Gen. Randy George begins his tenure leading the Army as it faces a period of rapid change, competition with adversaries across the globe and a strained force. The new chief of staff intends to fuel that fight by distilling the complex set of challenges facing the force into a singular goal: ensuring the service is the best warfighting organization it can be.
The general was once a private, having enlisted out of his Iowa hometown, but by 1984 he was at the U.S. Military Academy at West Point. Graduating in 1988, the infantry officer first saw combat with the 101st Airborne Division as part of Operation Desert Shield/Desert Storm only two years later.
That operational career has informed how he wants to lead the Army through the coming years amid old and new demands on a smaller Army that’s expected to be everywhere it’s needed when called.
George, 58, talked with Army Times about his four focus areas, the generals he’s tasked with leading those efforts and what he expects from soldiers across the force.
The four areas sound simple but cover a wide range of what the Army, the largest service, must do to compete in today’s world and, if necessary, win in a conflict.

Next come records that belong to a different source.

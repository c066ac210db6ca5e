use assert_cmd::Command;
use std::fs;
use std::path::{Path, PathBuf};
use tempfile::TempDir;

/// A test context that provides an isolated temporary directory.
/// Tests can run in parallel because each has its own temp directory.
pub struct TestContext {
    pub temp_dir: TempDir,
}

pub const WITH_RESULTS: &str = r#"{
  "version": "2.1.0",
  "runs": [{
    "tool": { "driver": { "name": "clang-tidy" } },
    "results": [
      { "ruleId": "bugprone-use-after-move", "level": "warning", "message": { "text": "'v' used after it was moved" } }
    ]
  }]
}"#;

pub const WITHOUT_RESULTS: &str = r#"{
  "version": "2.1.0",
  "runs": [{ "tool": { "driver": { "name": "cppcheck" } }, "results": [] }]
}"#;

impl TestContext {
    pub fn new() -> Self {
        let temp_dir = TempDir::new().expect("Failed to create temp directory");
        Self { temp_dir }
    }

    /// A workspace with one SARIF file with results and one without.
    pub fn with_build() -> Self {
        let ctx = Self::new();
        ctx.write_file("build/pkg_b/clang_tidy.sarif", WITH_RESULTS);
        ctx.write_file("build/pkg_a/cppcheck.sarif", WITHOUT_RESULTS);
        ctx.write_file("build/pkg_a/CMakeCache.txt", "");
        ctx
    }

    /// Returns the path to the temporary directory
    pub fn path(&self) -> &Path {
        self.temp_dir.path()
    }

    /// Run colcon-sarif in this temp directory with no input
    pub fn run(&self, args: &[&str]) -> CommandResult {
        self.run_with_input(args, "")
    }

    /// Run colcon-sarif in this temp directory, feeding `input` on stdin
    pub fn run_with_input(&self, args: &[&str], input: &str) -> CommandResult {
        let mut cmd = Command::cargo_bin("colcon-sarif").expect("Failed to find colcon-sarif binary");
        cmd.args(args);
        cmd.current_dir(self.path());
        cmd.env_remove("RUST_LOG");
        cmd.env_remove("COLCON_SARIF_VISUALIZE_PATH");
        cmd.env("XDG_CONFIG_HOME", self.file_path(".xdg"));
        cmd.write_stdin(input);

        let output = cmd.output().expect("Failed to execute colcon-sarif command");

        CommandResult {
            stdout: String::from_utf8_lossy(&output.stdout).to_string(),
            stderr: String::from_utf8_lossy(&output.stderr).to_string(),
            status: output.status,
        }
    }

    /// Get full path to a file in the temp directory
    pub fn file_path(&self, path: impl AsRef<Path>) -> PathBuf {
        self.path().join(path)
    }

    /// Read file from temp directory
    pub fn read_file(&self, path: impl AsRef<Path>) -> String {
        let full_path = self.file_path(path);
        fs::read_to_string(&full_path)
            .unwrap_or_else(|_| panic!("Failed to read file: {}", full_path.display()))
    }

    /// Write file to temp directory (creates parent directories)
    pub fn write_file(&self, path: impl AsRef<Path>, content: &str) {
        let full_path = self.file_path(&path);
        if let Some(parent) = full_path.parent() {
            fs::create_dir_all(parent)
                .unwrap_or_else(|_| panic!("Failed to create directory: {}", parent.display()));
        }
        fs::write(&full_path, content)
            .unwrap_or_else(|_| panic!("Failed to write file: {}", full_path.display()));
    }

    /// Assert file exists
    pub fn assert_file_exists(&self, path: impl AsRef<Path>) {
        let full_path = self.file_path(&path);
        assert!(
            full_path.exists(),
            "Expected file to exist: {}",
            full_path.display()
        );
    }

    /// Assert file was removed
    pub fn assert_file_missing(&self, path: impl AsRef<Path>) {
        let full_path = self.file_path(&path);
        assert!(
            !full_path.exists(),
            "Expected file to be gone: {}",
            full_path.display()
        );
    }

    /// Assert file contains pattern
    pub fn assert_file_contains(&self, path: impl AsRef<Path>, pattern: &str) {
        let content = self.read_file(path);
        assert!(
            content.contains(pattern),
            "Expected file to contain '{}', but it didn't.\n\nContent:\n{}",
            pattern,
            content
        );
    }
}

pub struct CommandResult {
    pub stdout: String,
    pub stderr: String,
    pub status: std::process::ExitStatus,
}

impl CommandResult {
    pub fn success(&self) -> bool {
        self.status.success()
    }
}

pub fn assert_success(result: &CommandResult) {
    assert!(
        result.success(),
        "Expected command to succeed but it failed.\n\nSTDOUT:\n{}\n\nSTDERR:\n{}",
        result.stdout,
        result.stderr
    );
}

pub fn assert_failure(result: &CommandResult) {
    assert!(
        !result.success(),
        "Expected command to fail but it succeeded.\n\nSTDOUT:\n{}\n\nSTDERR:\n{}",
        result.stdout,
        result.stderr
    );
}

pub fn assert_output_contains(result: &CommandResult, pattern: &str) {
    assert!(
        result.stdout.contains(pattern),
        "Expected stdout to contain '{}', but it didn't.\n\nSTDOUT:\n{}\n\nSTDERR:\n{}",
        pattern,
        result.stdout,
        result.stderr
    );
}

pub fn assert_stderr_contains(result: &CommandResult, pattern: &str) {
    assert!(
        result.stderr.contains(pattern),
        "Expected stderr to contain '{}', but it didn't.\n\nSTDOUT:\n{}\n\nSTDERR:\n{}",
        pattern,
        result.stdout,
        result.stderr
    );
}

pub mod edge_cases;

Those areas are warfighting, continuous transformation, strengthening the profession and delivering ready combat formations.
In George’s mind, each of those areas folds into a singular goal: Making the Army the world’s most effective fighting force.
Preparing for war
To lead this effort, George intends to draw on leaders with a lot of stars on their shoulders — Gen. Charles Flynn, over at U.S. Army Pacific, Gen. Andrew Poppas, with Forces Command, and Gen. Darryl Williams, of U.S. Army Europe and Africa.
Those three generals either oversee forces overseas directly or, as in Poppas’ case, manage all of what flows those forces into planned or emergency deployments.
Much of the process is working, but refining and improving the system, George said, will improve readiness for the Army and the joint partners it supports in every theater.
“The Army is doing a great job meeting all of our requirements globally — I want us to continually look at how we get better at managing home station training, [operational tempo], and transformation so units have the appropriate time to meet their requirements and get the time they need to rest, refit, and stay connected with their families,” George said.
One of the ways he expects to do that is to reduce the strain on commanders, especially lower-echelon leaders.
He shared an example wherein even a company-level commander could be responsible for a 118-page property book. Much of that gear may have served a purpose at one point but is either so rarely used or not needed for combat that it’s simply weighing down the commander and their unit with added inventory, maintenance and other duties.
“If you’re spending time laying out equipment, servicing equipment that you don’t use or need or are not going to combat with, then we shouldn’t have that inside of the formation,” George said.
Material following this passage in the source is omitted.